MacKinnon and co. may surprise

Logo courtesy of: http://en.lhjmq.qc.ca/roster/index/team/57/sort/last
Logo courtesy of QMJHL

Mooseheads could be threat next year

 

 

As fans of the now-defunct MLB’s Brooklyn Dodgers once put it: “Wait ‘til next year!”

The old adage should ring true this season for the Halifax Mooseheads as they attempt to contend for a championship in the QMJHL.

This year’s Moose will no longer be among the league’s doormats though—placing fifteenth in the 18-team league last season—courtesy of some significant offseason additions by the front office.

The Moose made the league’s biggest splash in the summer break when they acquired first overall draft pick, Nathan MacKinnon of Cole Harbour. The forward has already been harkened as the “next Crosby,” not solely because of his talent, but the parallels he shares (same hometown and prep school) with the NHL superstar.

MacKinnon carried Team Nova Scotia at last winter’s Canada Games with highlight-reel puck handling and great awareness, but it will be interesting to see where he stacks in a higher-level major junior outfit.

In the draft, a number of weeks before the Mooseheads traded for MacKinnon, Halifax was fortunate enough to swap ahead to second to select forward Jonathan Drouin, a shootout specialist who would have been picked first in any non-MacKinnon year considering his skill level and maturity.

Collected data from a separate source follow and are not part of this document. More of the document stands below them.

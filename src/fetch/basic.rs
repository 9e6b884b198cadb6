use super::client::HttpClient;
use async_trait::async_trait;

/// Plain reqwest client identifying itself with a fixed user agent.
pub struct BasicClient(reqwest::Client);

impl BasicClient {
    pub fn new(user_agent: &str) -> reqwest::Result<Self> {
        let client = reqwest::Client::builder().user_agent(user_agent).build()?;
        Ok(Self(client))
    }
}

#[async_trait]
impl HttpClient for BasicClient {
    async fn execute(&self, req: reqwest::Request) -> reqwest::Result<reqwest::Response> {
        self.0.execute(req).await
    }
}
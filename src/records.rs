//! Records produced by the station extractor.
//!
//! The extractor emits a tagged [`ExtractedRecord`] per scraped page, so the
//! merger never has to guess a record's shape from its key.

use serde::{Deserialize, Serialize};

/// Station codes of metro stations carry this marker (transport code 4).
pub const METRO_CODE_MARKER: &str = "4_";

/// The two rail modes published on the transit authority's website.
#[derive(Debug, Clone, Copy, PartialEq, Eq, Hash, Serialize, Deserialize)]
#[serde(rename_all = "snake_case")]
pub enum TransportMode {
    Metro,
    LightRail,
}

impl TransportMode {
    pub const ALL: [TransportMode; 2] = [TransportMode::Metro, TransportMode::LightRail];

    /// Path segment used by the website for this mode.
    pub fn slug(self) -> &'static str {
        match self {
            TransportMode::Metro => "metro",
            TransportMode::LightRail => "metro-ligero",
        }
    }

    /// Name written to the `transport_name` output column.
    pub fn name(self) -> &'static str {
        match self {
            TransportMode::Metro => "metro",
            TransportMode::LightRail => "metro_ligero",
        }
    }

    /// Classifies a scraped station code by the presence of the metro marker.
    pub fn from_station_code(code: &str) -> Self {
        if code.contains(METRO_CODE_MARKER) {
            TransportMode::Metro
        } else {
            TransportMode::LightRail
        }
    }

    pub fn lines_index_url(self, base_url: &str) -> String {
        format!(
            "{}/tu-transporte-publico/{}/lineas.aspx",
            base_url.trim_end_matches('/'),
            self.slug()
        )
    }

    pub fn line_path_prefix(self) -> String {
        format!("/tu-transporte-publico/{}/lineas/", self.slug())
    }

    pub fn station_path_prefix(self) -> String {
        format!("/tu-transporte-publico/{}/estaciones/", self.slug())
    }
}

/// Ordered stations of one line. Position in `stations` is the stop order.
#[derive(Debug, Clone, PartialEq, Eq, Serialize, Deserialize)]
pub struct LineRecord {
    pub line_code: String,
    pub line_name: String,
    pub stations: Vec<String>,
}

/// Accessibility notices scraped from one station page.
#[derive(Debug, Clone, PartialEq, Eq, Serialize, Deserialize)]
pub struct AccessibilityRecord {
    pub station_code: String,
    pub sentences: Vec<String>,
}

#[derive(Debug, Clone, PartialEq, Eq, Serialize, Deserialize)]
#[serde(tag = "kind", rename_all = "snake_case")]
pub enum ExtractedRecord {
    Line(LineRecord),
    Accessibility(AccessibilityRecord),
}
//! HTML parsers for the three page kinds of the website: the lines index,
//! a line page and a station page.

use std::sync::OnceLock;

use regex::Regex;
use reqwest::Url;
use scraper::{ElementRef, Html, Selector};
use tracing::debug;

use crate::fetch::Page;
use crate::records::{AccessibilityRecord, LineRecord, TransportMode};

static INDEX_LINK_SELECTOR: OnceLock<Selector> = OnceLock::new();
static TABLE_LINK_SELECTOR: OnceLock<Selector> = OnceLock::new();
static HEADING_SELECTOR: OnceLock<Selector> = OnceLock::new();
static HEADING_CODE_SELECTOR: OnceLock<Selector> = OnceLock::new();
static PARAGRAPH_SELECTOR: OnceLock<Selector> = OnceLock::new();
static SENTENCE_REGEX: OnceLock<Regex> = OnceLock::new();

fn selector(cell: &'static OnceLock<Selector>, css: &str) -> &'static Selector {
    cell.get_or_init(|| Selector::parse(css).expect("static CSS selector"))
}

/// Link patterns of one transport mode.
#[derive(Debug, Clone)]
pub struct ModePatterns {
    line_link: Regex,
    station_link: Regex,
}

impl ModePatterns {
    pub fn new(mode: TransportMode) -> Self {
        let pattern = |prefix: String| {
            Regex::new(&format!("{}.*", regex::escape(&prefix))).expect("escaped link pattern")
        };
        Self {
            line_link: pattern(mode.line_path_prefix()),
            station_link: pattern(mode.station_path_prefix()),
        }
    }
}

/// What a line page yields: its record, if the heading could be read, and the
/// station pages it links to.
#[derive(Debug, Clone, Default)]
pub struct LinePage {
    pub record: Option<LineRecord>,
    pub station_links: Vec<Url>,
}

/// Returns the trailing path segment of `path`, cut at the first `.`.
pub fn station_code_from_path(path: &str) -> String {
    let segment = path.rsplit('/').next().unwrap_or_default();
    segment.split('.').next().unwrap_or_default().to_string()
}

/// Matched portions of every `href` under `selector` that fit `pattern`.
fn matching_hrefs<'a>(
    document: &'a Html,
    selector: &'static Selector,
    pattern: &'a Regex,
) -> impl Iterator<Item = &'a str> + 'a {
    document
        .select(selector)
        .filter_map(|a| a.value().attr("href"))
        .filter_map(|href| pattern.find(href).map(|m| m.as_str()))
}

fn resolve(base: &Url, hrefs: impl Iterator<Item = impl AsRef<str>>) -> Vec<Url> {
    hrefs
        .filter_map(|href| match base.join(href.as_ref()) {
            Ok(url) => Some(url),
            Err(e) => {
                debug!(href = href.as_ref(), error = %e, "Unresolvable link skipped");
                None
            }
        })
        .collect()
}

fn direct_text(element: ElementRef<'_>) -> impl Iterator<Item = &str> {
    element
        .children()
        .filter_map(|child| child.value().as_text().map(|text| &**text))
}

/// Line page links listed on a mode's lines index.
pub fn parse_index_page(page: &Page, patterns: &ModePatterns) -> Vec<Url> {
    let document = Html::parse_document(&page.body);
    let index_links = selector(&INDEX_LINK_SELECTOR, "div ul li a");
    resolve(
        &page.url,
        matching_hrefs(&document, index_links, &patterns.line_link),
    )
}

pub fn parse_line_page(page: &Page, patterns: &ModePatterns) -> LinePage {
    let document = Html::parse_document(&page.body);
    let table_links = selector(&TABLE_LINK_SELECTOR, "td a");

    let hrefs: Vec<&str> = matching_hrefs(&document, table_links, &patterns.station_link).collect();
    let station_links = resolve(&page.url, hrefs.iter());
    let stations = hrefs.iter().map(|href| station_code_from_path(href)).collect();

    let record = parse_heading(&document).map(|(line_code, line_name)| LineRecord {
        line_code,
        line_name,
        stations,
    });
    if record.is_none() {
        debug!(url = %page.url, "Line page without heading");
    }

    LinePage {
        record,
        station_links,
    }
}

/// Reads `(line code, line name)` from the `h4.titu4` heading.
fn parse_heading(document: &Html) -> Option<(String, String)> {
    let heading = document
        .select(selector(&HEADING_SELECTOR, "div h4.titu4"))
        .next()?;
    let name = direct_text(heading)
        .map(str::trim)
        .find(|text| !text.is_empty())?;
    let span = heading
        .select(selector(&HEADING_CODE_SELECTOR, "span"))
        .next()?;
    let code = direct_text(span).next()?;

    Some((code.trim().to_string(), name.to_string()))
}

pub fn parse_station_page(page: &Page) -> AccessibilityRecord {
    let document = Html::parse_document(&page.body);
    let sentence = SENTENCE_REGEX.get_or_init(|| Regex::new("Estación.*").expect("static regex"));

    let sentences = document
        .select(selector(&PARAGRAPH_SELECTOR, "div p"))
        .flat_map(|paragraph| direct_text(paragraph))
        .flat_map(|text| sentence.find_iter(text).map(|m| m.as_str().to_string()))
        .collect();

    AccessibilityRecord {
        station_code: station_code_from_path(page.url.path()),
        sentences,
    }
}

The team also tapped forward Alexandre Grenier (selected 90th overall in the 2011 NHL draft) from the Quebec Remparts. Grenier registered slightly over a point per game in last year’s playoffs.

Combined with projected NHL first round picks Martin Frk and Luca Ciampini, the Mooseheads appear loaded on the offensive end, especially considering their nucleus is young—mostly 16- and 17-year-olds.

Their young forward core will have to compensate for the team’s recurring issues on the backend. The Moose’s defence is slow and neither offensive or defensive-minded.

Of the five returning defensemen, the Herd garnered only 14 goals last season, paced by Konrad Abeltshauser and his eight. Abeltshauser may have been on the scoreboard, but he was dismal in the plus/minus category. He was -36 at the end of the year and -3 in the Herd’s four playoff games before the Montreal Juniors swept them.

The goaltending duo in Anthony Terenzio and Fred Piché stood on their heads on some nights, but a combination of poor defensive zone play and bad penalties last season makes it difficult to determine whether they are effective backstops or not. Piché held a respectable 3.13 goals against average after his mid-season acquisition from Saint John, but finished 3-11-3 as the club’s top tender.

Much the way the dynasty Oilers of the 1980s rose to prominence with five Stanley Cups, this Mooseheads lineup has the potential to enjoy at least a couple championship-calibre seasons as early as next year.

 

 

The Halifax Mooseheads drop the puck on their season Friday in Charlottetown. The Metro Centre should be buzzing next Friday for the home opener against Acadie-Bathurst Titan.